Pull out every line below containing the word "struct".
* * * * *
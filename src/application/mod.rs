// Application layer - use cases and orchestration
// The engine owns balance mutations; the service gates every call through
// the access policy before delegating.

pub mod auth;
pub mod config;
pub mod engine;
pub mod error;
pub mod locks;
pub mod registry;
pub mod reporting;
pub mod service;

pub use auth::*;
pub use config::*;
pub use engine::*;
pub use error::*;
pub use locks::*;
pub use registry::*;
pub use reporting::*;
pub use service::*;
use std::fs::File;
use std::io;
use std::path::Path;

use anyhow::{Context, Result};
use clap::{Parser, Subcommand};

use crate::application::{EngineConfig, LedgerService, NewCustomer, ReviewOutcome};
use crate::domain::{
    Account, AccountStatus, AccountType, CustomerProfile, Principal, TransactionView, User,
    format_cents, parse_cents,
};
use crate::io::{ExportFormat, Exporter};

/// Bankcore - retail banking ledger
#[derive(Parser)]
#[command(name = "bankcore")]
#[command(about = "The transactional core of a retail-banking ledger")]
#[command(version)]
pub struct Cli {
    /// Database file path
    #[arg(short, long, default_value = "bankcore.db")]
    pub database: String,

    /// Enable verbose output
    #[arg(short, long, global = true)]
    pub verbose: bool,

    /// Email of the acting user
    #[arg(long, global = true)]
    pub user: Option<String>,

    /// Password of the acting user
    #[arg(long, global = true)]
    pub password: Option<String>,

    #[command(subcommand)]
    pub command: Commands,
}

#[derive(Subcommand)]
pub enum Commands {
    /// Initialize a new database, optionally creating the first admin
    Init {
        #[arg(long)]
        admin_name: Option<String>,

        #[arg(long)]
        admin_email: Option<String>,

        #[arg(long)]
        admin_password: Option<String>,
    },

    /// Register as a customer (uses --password); staff must approve
    Register {
        /// Full name
        name: String,

        /// Email address
        email: String,

        #[arg(long)]
        phone: Option<String>,

        #[arg(long)]
        address: Option<String>,
    },

    /// Log in (uses --user and --password) and open a session
    Login,

    /// Close the current session
    Logout,

    /// List your accounts
    Accounts,

    /// Show your recent transactions
    History {
        /// Maximum number of transactions to show
        #[arg(short, long)]
        limit: Option<usize>,
    },

    /// Transfer money from one of your accounts
    Transfer {
        /// Amount to transfer (e.g., "50.00" or "50")
        amount: String,

        /// Source account number (must be yours)
        #[arg(long)]
        from: String,

        /// Destination account number
        #[arg(long)]
        to: String,

        /// Description of the transfer
        #[arg(short, long)]
        description: Option<String>,
    },

    /// Show or export an account statement
    Statement {
        /// Account number
        account: String,

        /// Export format: csv or json (omit for a table)
        #[arg(short, long)]
        format: Option<String>,

        /// Output file (defaults to stdout)
        #[arg(short, long)]
        output: Option<String>,
    },

    /// Bank staff commands
    #[command(subcommand)]
    Staff(StaffCommands),

    /// Administration commands
    #[command(subcommand)]
    Admin(AdminCommands),
}

#[derive(Subcommand)]
pub enum StaffCommands {
    /// Onboard a customer with a first account (active immediately)
    ProvisionCustomer {
        name: String,
        email: String,

        /// Initial password for the customer
        #[arg(long)]
        customer_password: String,

        #[arg(long)]
        phone: Option<String>,

        #[arg(long)]
        address: Option<String>,

        /// Account type: savings or checking
        #[arg(long = "type", default_value = "savings")]
        account_type: String,

        /// Opening balance
        #[arg(long, default_value = "0")]
        initial: String,
    },

    /// List customers
    Customers,

    /// List self-registered customers awaiting approval
    Pending,

    /// Approve a pending registration
    Approve { email: String },

    /// Reject a pending registration (deletes it)
    Reject { email: String },

    /// Open an additional account for a customer
    OpenAccount {
        /// Customer email
        email: String,

        #[arg(long = "type", default_value = "savings")]
        account_type: String,

        #[arg(long, default_value = "0")]
        initial: String,
    },

    /// Deposit cash into an account
    Deposit {
        account: String,
        amount: String,

        #[arg(short, long)]
        description: Option<String>,
    },

    /// Withdraw cash from an account
    Withdraw {
        account: String,
        amount: String,

        #[arg(short, long)]
        description: Option<String>,
    },

    /// List a customer's accounts
    Accounts {
        /// Customer email
        email: String,
    },

    /// Show an account's transactions
    History {
        account: String,

        #[arg(short, long)]
        limit: Option<usize>,
    },

    /// Change an account's status: active, blocked or closed
    AccountStatus { account: String, status: String },
}
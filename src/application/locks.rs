//! Per-account serialization.
//!
//! Every ledger mutation locks the accounts it touches before reading the
//! balances it validates. Locks are always taken in ascending id order so two
//! transfers in opposite directions cannot deadlock.

use std::collections::HashMap;
use std::sync::{Arc, Mutex};
use std::time::Duration;

use tokio::sync::OwnedMutexGuard;

use crate::domain::AccountId;

use super::AppError;

type LockTable = Mutex<HashMap<AccountId, Arc<tokio::sync::Mutex<()>>>>;

/// Lock table keyed by account. Entries live only while some task holds or
/// waits on them.
#[derive(Debug, Default)]
pub struct AccountLocks {
    table: Arc<LockTable>,
}

/// Held locks. Released when dropped.
#[derive(Debug)]
pub struct AccountGuard {
    table: Arc<LockTable>,
    held: Vec<(AccountId, OwnedMutexGuard<()>)>,
}

impl Drop for AccountGuard {
    fn drop(&mut self) {
        // Unlock first, then forget entries nobody else references
        let ids: Vec<AccountId> = self.held.drain(..).map(|(id, _)| id).collect();
        prune(&self.table, &ids);
    }
}

impl AccountLocks {
    pub fn new() -> Self {
        Self::default()
    }

    fn handle(&self, id: AccountId) -> Result<Arc<tokio::sync::Mutex<()>>, AppError> {
        let mut table = self
            .table
            .lock()
            .map_err(|_| AppError::internal("account lock table poisoned"))?;
        Ok(table.entry(id).or_default().clone())
    }

    /// Lock every listed account (duplicates are locked once), waiting at
    /// most `timeout` for each.
    pub async fn acquire(
        &self,
        ids: &[AccountId],
        timeout: Duration,
    ) -> Result<AccountGuard, AppError> {
        let mut ordered = ids.to_vec();
        ordered.sort();
        ordered.dedup();

        let mut guard = AccountGuard {
            table: self.table.clone(),
            held: Vec::with_capacity(ordered.len()),
        };
        for id in ordered {
            let handle = self.handle(id)?;
            match tokio::time::timeout(timeout, handle.lock_owned()).await {
                Ok(held) => guard.held.push((id, held)),
                Err(_) => {
                    prune(&self.table, &[id]);
                    tracing::warn!(account_id = %id, ?timeout, "timed out waiting for account lock");
                    return Err(AppError::internal(format!(
                        "timed out waiting for lock on account {}",
                        id
                    )));
                }
            }
            tracing::debug!(account_id = %id, "account lock acquired");
        }

        Ok(guard)
    }

    #[cfg(test)]
    fn tracked(&self) -> usize {
        self.table.lock().map(|table| table.len()).unwrap_or(0)
    }
}

/// Drop table entries whose only reference is the table itself.
fn prune(table: &LockTable, ids: &[AccountId]) {
    let Ok(mut table) = table.lock() else {
        return;
    };
    for id in ids {
        if table.get(id).is_some_and(|m| Arc::strong_count(m) == 1) {
            table.remove(id);
        }
    }
}

#[cfg(test)]
mod tests {
    use uuid::Uuid;

    use super::*;

    #[tokio::test]
    async fn test_same_account_is_exclusive() {
        let locks = AccountLocks::new();
        let id = Uuid::new_v4();

        let held = locks.acquire(&[id], Duration::from_secs(1)).await.unwrap();
        let second = locks.acquire(&[id], Duration::from_millis(50)).await;
        assert!(matches!(second, Err(AppError::Internal(_))));

        drop(held);
        assert!(locks.acquire(&[id], Duration::from_millis(50)).await.is_ok());
    }

    #[tokio::test]
    async fn test_duplicate_ids_lock_once() {
        let locks = AccountLocks::new();
        let id = Uuid::new_v4();
        assert!(locks.acquire(&[id, id], Duration::from_millis(50)).await.is_ok());
    }

    #[tokio::test]
    async fn test_distinct_accounts_do_not_block() {
        let locks = AccountLocks::new();
        let _a = locks.acquire(&[Uuid::new_v4()], Duration::from_secs(1)).await.unwrap();
        assert!(
            locks
                .acquire(&[Uuid::new_v4()], Duration::from_millis(50))
                .await
                .is_ok()
        );
    }

    #[tokio::test]
    async fn test_released_locks_leave_the_table() {
        let locks = AccountLocks::new();
        let (a, b) = (Uuid::new_v4(), Uuid::new_v4());

        let held = locks.acquire(&[a, b], Duration::from_secs(1)).await.unwrap();
        assert_eq!(locks.tracked(), 2);

        // A waiter that gives up does not evict the holder's entry
        assert!(locks.acquire(&[a], Duration::from_millis(20)).await.is_err());
        assert_eq!(locks.tracked(), 2);

        drop(held);
        assert_eq!(locks.tracked(), 0);

        for _ in 0..100 {
            let _held = locks
                .acquire(&[Uuid::new_v4()], Duration::from_secs(1))
                .await
                .unwrap();
        }
        assert_eq!(locks.tracked(), 0);
    }
}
* * * * *
ANSWER FOR THE TASK:
pub struct Cli {
pub struct AccountLocks {
pub struct AccountGuard {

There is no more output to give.